Featured Image: Performers of MBMS 2018

Featured Image: Performers of MBMS 2018

In line with the idea of ​​”Meetings and Greetings”, the festival will consist of a series of small creative encounters over a longer period. The main function is to do more things together locally.

The thematic axis of #MBMS22, “Where art and climate meet”, invites to explore how climate and arts-based practice meet in a creative dialogue that takes, at its base, the experience of human rights and the relationship with the subject.

Tshego Kutsoane, FATC Development Manager, says, “Ensuring access and inclusion through the provision of high-quality artistic offerings is how FATC meets the demands of our context. In these still rather strange times, we are choosing to respond to widespread desires to gather in person and to do so with caution. We open our doors to guests and venture to hit those of our neighbors in the local, national and other performance communities we also call home.

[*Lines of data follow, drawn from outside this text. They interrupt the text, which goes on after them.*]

//! calckit benchmarks using Criterion.
//!
//! Benchmarks cover:
//! - Scalability of the list statistics (100 to 50K values)
//! - Native versus text input for the same data
//! - The sign-based transform under each zero policy
//! - Iterative versus recursive factorial

use calckit::prelude::*;
use criterion::{BenchmarkId, Criterion, Throughput, criterion_group, criterion_main};
use rand::prelude::*;
use std::hint::black_box;

const SIZES: [usize; 4] = [100, 1_000, 10_000, 50_000];

// ============================================================================
// Data Generation with Reproducible RNG
// ============================================================================

/// Generate uniformly distributed integers, roughly 10% of them zero.
fn generate_int_data(size: usize, seed: u64) -> Vec<i64> {
    let mut rng = StdRng::seed_from_u64(seed);
    (0..size)
        .map(|_| {
            if rng.random_bool(0.1) {
                0
            } else {
                rng.random_range(-1_000..=1_000)
            }
        })
        .collect()
}

/// Generate uniformly distributed floats.
fn generate_float_data(size: usize, seed: u64) -> Vec<f64> {
    let mut rng = StdRng::seed_from_u64(seed);
    (0..size).map(|_| rng.random_range(-1e3..1e3)).collect()
}

/// Render values as text, the way they would arrive from user input.
fn as_text(values: &[i64]) -> Vec<String> {
    values.iter().map(|v| v.to_string()).collect()
}

// ============================================================================
// Benchmark Functions
// ============================================================================

fn bench_average(c: &mut Criterion) {
    let mut group = c.benchmark_group("average");
    group.sample_size(50);

    for size in SIZES {
        group.throughput(Throughput::Elements(size as u64));

        let ints = generate_int_data(size, 42);
        let floats = generate_float_data(size, 42);

        group.bench_with_input(BenchmarkId::new("int", size), &size, |b, _| {
            b.iter(|| average(black_box(&ints)).unwrap())
        });

        group.bench_with_input(BenchmarkId::new("float", size), &size, |b, _| {
            b.iter(|| average(black_box(&floats)).unwrap())
        });
    }
    group.finish();
}

fn bench_maximum(c: &mut Criterion) {
    let mut group = c.benchmark_group("maximum");
    group.sample_size(50);

    for size in SIZES {
        group.throughput(Throughput::Elements(size as u64));

        let ints = generate_int_data(size, 7);

        group.bench_with_input(BenchmarkId::new("int", size), &size, |b, _| {
            b.iter(|| maximum(black_box(&ints)).unwrap())
        });
    }
    group.finish();
}

fn bench_text_input(c: &mut Criterion) {
    let mut group = c.benchmark_group("text_input");
    group.sample_size(50);

    for size in [1_000, 10_000] {
        group.throughput(Throughput::Elements(size as u64));

        let ints = generate_int_data(size, 3);
        let text = as_text(&ints);

        group.bench_with_input(BenchmarkId::new("native", size), &size, |b, _| {
            b.iter(|| average(black_box(&ints)).unwrap())
        });

        group.bench_with_input(BenchmarkId::new("text", size), &size, |b, _| {
            b.iter(|| average(black_box(&text)).unwrap())
        });
    }
    group.finish();
}

fn bench_batch_average(c: &mut Criterion) {
    let mut group = c.benchmark_group("batch_average");
    group.sample_size(50);

    for lists in [10, 100] {
        let batch: Vec<Vec<i64>> = (0..lists)
            .map(|i| generate_int_data(1_000, i as u64))
            .collect();
        group.throughput(Throughput::Elements((lists * 1_000) as u64));

        group.bench_with_input(BenchmarkId::new("lists", lists), &lists, |b, _| {
            b.iter(|| batch_average(black_box(&batch)).unwrap())
        });
    }
    group.finish();
}

fn bench_process_data(c: &mut Criterion) {
    let mut group = c.benchmark_group("process_data");
    group.sample_size(50);

    for size in SIZES {
        group.throughput(Throughput::Elements(size as u64));

        let data = generate_int_data(size, 11);

        for policy in [ZeroPolicy::Include, ZeroPolicy::Drop, ZeroPolicy::Double] {
            group.bench_with_input(BenchmarkId::new(policy.name(), size), &size, |b, _| {
                b.iter(|| process_data(black_box(&data), policy).unwrap())
            });
        }
    }
    group.finish();
}

fn bench_factorial(c: &mut Criterion) {
    let mut group = c.benchmark_group("factorial");
    group.sample_size(100);

    for n in [10, 100, 500, 1_000] {
        group.bench_with_input(BenchmarkId::new("iterative", n), &n, |b, &n| {
            b.iter(|| factorial_with_mode(black_box(n), Iterative).unwrap())
        });

        group.bench_with_input(BenchmarkId::new("recursive", n), &n, |b, &n| {
            b.iter(|| factorial_with_mode(black_box(n), Recursive).unwrap())
        });
    }
    group.finish();
}

criterion_group!(
    benches,
    bench_average,
    bench_maximum,
    bench_text_input,
    bench_batch_average,
    bench_process_data,
    bench_factorial,
);

criterion_main!(benches);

“Visiting, hosting, walking the streets of Emakhazeni together again and catching up. To be in each other’s safe and intimate company again to wonder how are you/us? Where are you/us now? Coming together in recognition of what has changed and more deliberately shaping How we move together now in new forms of our relationships, our communities and our creative expression,” continues Kutsoane.

What to expect

Beginning March 13 with a gathering on the deck of FATC’s Ebhudlweni Art Center, Soraya Thomas from Reunion will lead an outdoor workshop. From March 14 to 17, Thomas will collaborate with FATC and Cie ex Nihilo in the form of a residency culminating with a showcase on March 18 and 19. This is the start of a new multi-year project called crossroads.

From March 13 to April 22, the MBMS Festival organizes moments of creative residency, where changes in our climate can be contemplated, new ideas can be explored, and creative disciplines are stretched out in gentle collaboration. Each meeting will culminate in a moment of sharing that will arise in various spaces of the local commune of Emakhazeni. The festival’s moving showcases will appear in former playgrounds, new venues and will be offered as one of the tourist attractions that Dullstroom is left to book.

Provided Image: MBMS 2017 Performance

Provided Image: MBMS 2017 Performance

Other partners include Drama for Life (DFL); Mhayise Productions by Musa Hlatshwayo of KZN working with FATC from March 21-27; Moving into Dance (MID) and Vuyani Dance Theater (VDT), both of Joburg, are collaborating on a dance week from April 4-10 with Cape Town’s Unmute Dance Company and FATC.

There will also be a two-week experience where a total of 20 local community practitioners – 10 performance-based and 10 visual arts or craft-based will be invited to collaborate across disciplines. Visitors will be invited to witness the creation process.

The festival will conclude with a week of new work by FATC interns and trainees from April 11-14.